AIM OF THE TASK: Every line in the records below with the string "updated" needs to be copied out.

SUPPLIED MATERIAL:
****************************************

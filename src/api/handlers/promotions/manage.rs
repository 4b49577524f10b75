//! Super-user promotion management and the per-organization listing.

use axum::{
    Json,
    extract::{Extension, Path},
    http::StatusCode,
};
use std::sync::Arc;
use tracing::info;

use super::{
    error::ManageError,
    storage::PromotionStore,
    types::{Promotion, PromotionRequest, PromotionSummary},
};
use crate::api::handlers::{
    auth::Principal,
    error::{ErrorBody, MessageBody},
    parse_id,
};

fn require_super(principal: &Principal) -> Result<(), ManageError> {
    if principal.is_super {
        Ok(())
    } else {
        Err(ManageError::SuperUserRequired)
    }
}

fn validated(payload: Option<Json<PromotionRequest>>) -> Result<PromotionRequest, ManageError> {
    let Json(request) = payload.ok_or(ManageError::InvalidPayload)?;
    let request = request.normalized();
    if request.name.is_empty() {
        return Err(ManageError::NameRequired);
    }
    Ok(request)
}

#[utoipa::path(
    post,
    path = "/v1/promotions",
    request_body = PromotionRequest,
    responses(
        (status = 201, description = "Promotion created", body = Promotion),
        (status = 400, description = "Malformed payload or unknown reference", body = ErrorBody),
        (status = 401, description = "Not authenticated", body = ErrorBody),
        (status = 403, description = "Caller is not a super user", body = MessageBody)
    ),
    security(("basic" = []), ("bearer" = [])),
    tag = "promotions"
)]
pub async fn create(
    principal: Principal,
    store: Extension<Arc<dyn PromotionStore>>,
    payload: Option<Json<PromotionRequest>>,
) -> Result<(StatusCode, Json<Promotion>), ManageError> {
    require_super(&principal)?;
    let request = validated(payload)?;

    let promotion = store.create(request).await?;
    info!(
        promotion_id = promotion.id,
        organization_id = promotion.organization_id,
        "promotion created"
    );
    Ok((StatusCode::CREATED, Json(promotion)))
}

/// Overwrite a promotion, replacing its community and membership scope.
#[utoipa::path(
    put,
    path = "/v1/promotions/{id}",
    request_body = PromotionRequest,
    params(("id" = i32, Path, description = "Promotion id")),
    responses(
        (status = 200, description = "Promotion updated", body = Promotion),
        (status = 400, description = "Malformed id or payload, unknown reference", body = ErrorBody),
        (status = 401, description = "Not authenticated", body = ErrorBody),
        (status = 403, description = "Caller is not a super user", body = MessageBody),
        (status = 404, description = "Unknown promotion", body = ErrorBody)
    ),
    security(("basic" = []), ("bearer" = [])),
    tag = "promotions"
)]
pub async fn update(
    principal: Principal,
    Path(raw_id): Path<String>,
    store: Extension<Arc<dyn PromotionStore>>,
    payload: Option<Json<PromotionRequest>>,
) -> Result<Json<Promotion>, ManageError> {
    require_super(&principal)?;
    let promotion_id = parse_id(&raw_id).ok_or(ManageError::InvalidPromotionId)?;
    let request = validated(payload)?;

    let promotion = store.update(promotion_id, request).await?;
    info!(promotion_id, "promotion updated");
    Ok(Json(promotion))
}

#[utoipa::path(
    delete,
    path = "/v1/promotions/{id}",
    params(("id" = i32, Path, description = "Promotion id")),
    responses(
        (status = 204, description = "Promotion, its scope and its redemptions removed"),
        (status = 400, description = "Malformed promotion id", body = ErrorBody),
        (status = 401, description = "Not authenticated", body = ErrorBody),
        (status = 403, description = "Caller is not a super user", body = MessageBody),
        (status = 404, description = "Unknown promotion", body = ErrorBody)
    ),
    security(("basic" = []), ("bearer" = [])),
    tag = "promotions"
)]
pub async fn delete(
    principal: Principal,
    Path(raw_id): Path<String>,
    store: Extension<Arc<dyn PromotionStore>>,
) -> Result<StatusCode, ManageError> {
    require_super(&principal)?;
    let promotion_id = parse_id(&raw_id).ok_or(ManageError::InvalidPromotionId)?;

    if !store.delete(promotion_id).await.map_err(ManageError::Store)? {
        return Err(ManageError::PromotionNotFound);
    }
    info!(promotion_id, "promotion deleted");
    Ok(StatusCode::NO_CONTENT)
}

/// List an organization's promotions with how often each was redeemed.
///
/// Open to any authenticated account. An unknown organization lists nothing.
#[utoipa::path(
    get,
    path = "/v1/organizations/{id}/promotions",
    params(("id" = i32, Path, description = "Organization id")),
    responses(
        (status = 200, description = "Promotions ordered by id", body = [PromotionSummary]),
        (status = 400, description = "Malformed organization id", body = ErrorBody),
        (status = 401, description = "Not authenticated", body = ErrorBody)
    ),
    security(("basic" = []), ("bearer" = [])),
    tag = "organizations"
)]
pub async fn list_by_organization(
    _principal: Principal,
    Path(raw_id): Path<String>,
    store: Extension<Arc<dyn PromotionStore>>,
) -> Result<Json<Vec<PromotionSummary>>, ManageError> {
    let organization_id = parse_id(&raw_id).ok_or(ManageError::InvalidOrganizationId)?;
    let promotions = store
        .list_by_organization(organization_id)
        .await
        .map_err(ManageError::Store)?;
    Ok(Json(promotions))
}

****************************************

RESULT:
        (status = 200, description = "Promotion updated", body = Promotion),
    info!(promotion_id, "promotion updated");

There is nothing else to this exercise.